I paesi e i villaggi della zona, che sorgono quasi tutti al riparo dal
vento e dalla furia del mare, hanno avuto tra loro scarsi contatti, se si
eccettuano le rivalità tra le confraternite di pescatori e
mariscadores.
1 La remota ubicazione di questi paesini ha inoltre
determinato una fonetica e un accento particolari, spesso non facili
da comprendere.
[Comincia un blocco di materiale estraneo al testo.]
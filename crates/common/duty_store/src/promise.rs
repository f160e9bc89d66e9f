use std::{collections::HashMap, hash::Hash};

use parking_lot::Mutex;
use tessera_fetcher::AwaitError;
use tokio::sync::watch;
use tokio_util::sync::CancellationToken;

/// Write-once values keyed by `K`, with readers that block until their key is resolved.
///
/// The first write for a key wins. Writing the same value again is a no-op and writing a
/// different one fails with [`AwaitError::Mismatch`].
pub struct AwaitMap<K, V> {
    entries: Mutex<HashMap<K, watch::Sender<Option<V>>>>,
}

impl<K, V> Default for AwaitMap<K, V> {
    fn default() -> Self {
        Self {
            entries: Mutex::new(HashMap::new()),
        }
    }
}

impl<K, V> AwaitMap<K, V>
where
    K: Eq + Hash + Clone,
    V: Clone + PartialEq,
{
    pub fn new() -> Self {
        Self::default()
    }

    fn subscribe(&self, key: K) -> Pending<'_, K, V> {
        let receiver = self
            .entries
            .lock()
            .entry(key.clone())
            .or_insert_with(|| watch::channel(None).0)
            .subscribe();
        Pending {
            map: self,
            key,
            receiver,
        }
    }

    pub fn store(&self, key: K, value: V) -> Result<(), AwaitError> {
        let mut entries = self.entries.lock();
        let sender = entries
            .entry(key)
            .or_insert_with(|| watch::channel(None).0);

        let mut result = Ok(());
        sender.send_if_modified(|current| match current {
            Some(existing) => {
                if *existing != value {
                    result = Err(AwaitError::Mismatch);
                }
                false
            }
            None => {
                *current = Some(value);
                true
            }
        });
        result
    }

    pub fn get(&self, key: &K) -> Option<V> {
        self.entries
            .lock()
            .get(key)
            .and_then(|sender| sender.borrow().clone())
    }

    /// Waits for the value of `key`, or for `cancel` to fire. A key that is still unresolved when
    /// its last reader gives up is forgotten.
    pub async fn await_value(&self, cancel: &CancellationToken, key: K) -> Result<V, AwaitError> {
        let mut pending = self.subscribe(key);

        tokio::select! {
            biased;
            _ = cancel.cancelled() => Err(AwaitError::Cancelled),
            result = pending.receiver.wait_for(Option::is_some) => match result {
                Ok(value) => value.clone().ok_or(AwaitError::Closed),
                Err(_) => Err(AwaitError::Closed),
            },
        }
    }

    /// Drops every entry whose key matches `predicate`. Pending readers of a dropped key fail
    /// with [`AwaitError::Closed`].
    pub fn trim(&self, predicate: impl Fn(&K) -> bool) {
        self.entries.lock().retain(|key, _| !predicate(key));
    }

    pub fn len(&self) -> usize {
        self.entries.lock().len()
    }

    pub fn is_empty(&self) -> bool {
        self.len() == 0
    }
}

/// A reader's interest in one key, released on drop.
struct Pending<'a, K, V>
where
    K: Eq + Hash,
{
    map: &'a AwaitMap<K, V>,
    key: K,
    receiver: watch::Receiver<Option<V>>,
}

impl<K, V> Drop for Pending<'_, K, V>
where
    K: Eq + Hash,
{
    fn drop(&mut self) {
        let mut entries = self.map.entries.lock();
        let unclaimed = entries.get(&self.key).is_some_and(|sender| {
            // The only receiver left is this one.
            sender.borrow().is_none() && sender.receiver_count() == 1
        });
        if unclaimed {
            entries.remove(&self.key);
        }
    }
}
Il fiore all’occhiello di questa zona è il capo di
Finisterre: confine della Terra per i romani, imbarcadero di Caronte
per i greci, chilometro zero del Cammino di Santiago per i cristiani e
stupendo promontorio sospeso sull’Atlantico per qualsiasi turista,
estrema propaggine di un litorale impervio, perfetto per scaricare
qualsiasi tipo di mercanzia senza dare nell’occhio.
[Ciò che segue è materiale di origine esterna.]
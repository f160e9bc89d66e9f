use tokio::task::JoinHandle;

/// Aborts the wrapped task when the owner goes away.
pub(crate) struct AbortOnDrop<T>(pub(crate) JoinHandle<T>);

impl<T> Drop for AbortOnDrop<T> {
    fn drop(&mut self) {
        self.0.abort();
    }
}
Questa zona della Galizia, che va pressappoco dalla Coruña fin
oltre Finisterre, ha sempre vissuto del mare: della pesca e del
commercio marittimo, ma anche delle merci trasportate dalle navi di
passaggio lungo le sue coste, che spesso attraccavano nei porti
principali della regione, come Corme, Laxe, Muxía o Camariñas;
sempre che non venissero prese d’assalto prima di arrivare in porto
o non affondassero.
Quantificare le navi andate a picco in Galizia è uno sforzo
destinato anch’esso al naufragio. Dal Medioevo a oggi, solo nella
zona della costa della Morte, i casi documentati sono 927. Pochi,
secondo la gente del posto. Sull’argomento esiste un dettagliato libro
che s’intitola Costa da Morte, un país de sueños y naufragios, in cui
l’autore, lo studioso Rafael Lema, stila un esaustivo elenco di tutti i
fatti più incredibili accaduti lungo questa costa.
Verso la fine del XIX secolo, per esempio, la nave inglese
Chamois s’incagliò vicino a Laxe e, secondo la leggenda, fu
raggiunta da un abitante del paese che uscì in mare con la sua
barca per prestare soccorso all’equipaggio. Una volta arrivato alla
nave, l’uomo offrì il suo aiuto al comandante, che, credendo che gli
venisse domandato il nome della nave, rispose: “Chamois.” Si
verificò allora un surreale cortocircuito fonetico: il mariñeiro intese a
sua volta che l’imbarcazione trasportasse buoi (bois, in galiziano), e
diede subito l’avviso. In pochi minuti, coltelli e falci alla mano,
centinaia di persone accorse dal paese e determinate a impadronirsi
dei buoi presero d’assalto la nave sotto lo sguardo attonito
dell’equipaggio inglese.
In quegli stessi anni anche il Priam diede in una secca, in questo
caso nei pressi di Malpica, e il suo carico di orologi d’oro e d’argento
finì tra le correnti che lo depositarono sulla spiaggia: sparì nel giro di
poche ore. Sulla battigia comparve anche un pianoforte a coda, e la
gente, pensando che fosse una cassa gigante piena di orologi, lo
fece a pezzi a colpi di machete. In vita loro non avevano mai visto
nulla che assomigliasse a un pianoforte.
C’è poi la storia del Compostelano che, pur non essendo
strettamente legata a un naufragio, merita senza dubbio un accenno.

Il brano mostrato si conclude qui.